Steve work office at home was one of the former dental work rooms where people had dental work performed. It was functional for him with papers and items still tossed around like he just moved in; his house never got beyond a bachelor pad level of furnishings while I was there. I can only assume he had just recently moved into it. His artwork was cherished by me, like seeing Leonardo’s work first hand. His blending between mediums so smooth that you had trouble deciphering exactly what medium he used. If I recall correctly, Steve never locked the doors to the house. I was shocked that he had his house unlocked all the time with his film cameras and artwork free to be stolen. But that is who he seemed to be, he lived more for the moment more so than locking things away for later use.

I only recently came across this site, I have searched for what became of Steve regularly throughout the years figuring he would have started a design company on the side of his main job, but for years I found nothing and now know why. Some years ago I noticed the online GM Photostore did have some of his work available as prints to sell but they no longer seem to make them available. I wish they would offer them again.

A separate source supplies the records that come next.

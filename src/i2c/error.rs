// Licensed under the Apache-2.0 license

//! Error type shared by every core operation.

use embedded_hal::i2c::{ErrorKind, NoAcknowledgeSource};

/// Errors reported by the I2C core and by transfer engines.
#[derive(Debug, Clone, Copy, PartialEq, Eq, thiserror::Error)]
pub enum I2cError {
    /// Address out of range for its addressing mode
    #[error("invalid address 0x{addr:02x} (ten-bit: {ten_bit})")]
    InvalidAddress { addr: u16, ten_bit: bool },
    /// Malformed request (empty batch, oversized message, missing name)
    #[error("invalid argument: {0}")]
    InvalidArgument(&'static str),
    /// Address is mid-registration, or a fixed bus number is taken
    #[error("resource busy")]
    Busy,
    /// Encoded address already owned somewhere in the mux tree
    #[error("address already in use")]
    AddressInUse,
    /// Bus-number allocator exhausted
    #[error("no bus number available")]
    NoSpace,
    /// Engine lacks the capability, or the batch violates adapter quirks
    #[error("operation not supported: {0}")]
    Unsupported(&'static str),
    /// Adapter is marked suspended
    #[error("adapter suspended")]
    Shutdown,
    /// Arbitration lost; retried by the dispatcher
    #[error("arbitration lost")]
    ArbitrationRetry,
    /// Bus lock held while in atomic context
    #[error("operation would block")]
    WouldBlock,
    /// Lookup miss
    #[error("not found")]
    NotFound,
    /// Detection callback found no supported chip
    #[error("no such device")]
    NoDevice,
    /// A dependency is not ready yet; retry the whole operation later
    #[error("probe deferred")]
    Deferred,
    /// Target did not acknowledge
    #[error("no acknowledge ({0:?})")]
    NoAcknowledge(NoAcknowledgeSource),
    /// Any other engine-reported failure
    #[error("bus error ({0:?})")]
    Bus(ErrorKind),
}

/// Result alias used across the crate.
pub type Result<T> = core::result::Result<T, I2cError>;

impl embedded_hal::i2c::Error for I2cError {
    fn kind(&self) -> ErrorKind {
        match *self {
            Self::ArbitrationRetry => ErrorKind::ArbitrationLoss,
            Self::NoAcknowledge(source) => ErrorKind::NoAcknowledge(source),
            Self::Bus(kind) => kind,
            _ => ErrorKind::Other,
        }
    }
}

impl From<ErrorKind> for I2cError {
    fn from(kind: ErrorKind) -> Self {
        match kind {
            ErrorKind::ArbitrationLoss => Self::ArbitrationRetry,
            ErrorKind::NoAcknowledge(source) => Self::NoAcknowledge(source),
            other => Self::Bus(other),
        }
    }
}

I am devastated to learn of Steve’s passing and it has hit me like losing an actual brother, or possibly more so. And I truly feel for anyone that was a regular part of his life that now doesn’t have him. I think it’s a wonderful thing that his parents (Jan and Larry) have put up a memorial scholarship and I think Steve is smiling at the thought as its just the kind of thing that someone like me or him would appreciate when we were so early on in our careers and busting with ideas and someone to show them to.

Many thanks to Jon Cleghorn for this unique account.

Be sure to check out the previous post on Steve Small.

  1. Jan Small

    Thank you for writing Jon. We always love hearing something new about Steve. Your account of living in Huntington Woods made us smile. We were able to attend the auto show the year Steve and Owen Resh worked on the show car for GM. We saw where he was living and were blown away by his “studio/workout room”, much the same as his bedroom in our home. So many good memories and lots of souvenirs to remember him by.

  2. Great story, Jon. I feel as if I have met Steve.
    Small note: Our lawn in Kalamazoo had built-in sprinklers.

  3. Jon,
    Yes, there are sprinklers in Michigan, as Karl says. My memories of Steve are very close to your description of him. Steve worked for me in Cadillac Studio for about three months. Dennis Little helped him develop an aluminum wheel from a sketch, he was sure it never could be done but Dennis showed him how to retain the theme and still meet the production requirements. After he came in I went with him to his previous studio where he had worked and saw a board of sketches that he had done. He was a Divinci, the most jaw droping collection of design work I had ever seen, I still remember it today.

    He invited my wife and I to his new place over a Mexican restaurant in Greek Town. It was on a corner and he was very proud of what he had done with it, a kind of pre-industrial collection. He was shortly assigned somewhere else and I next saw him just before I left the country for a European assignment. I was only a day or two from leaving and went to my bank in Grosse Pointe shortly after lunch. Closeby was Steve with his parents, they had just had lunch and he explained that they were in town and he was showing them around the different communities. He was especially relaxed with his parents and I remember thinking that maybe we could get him over to work with us. It struck me that his parents were very close to him.

    I was very sad to hear of his passing. He was an incredible talent, a very nice person and he added great value to anyone’s life that came close him.
    I am glad that Gary put this on the site as it is nice to think of him.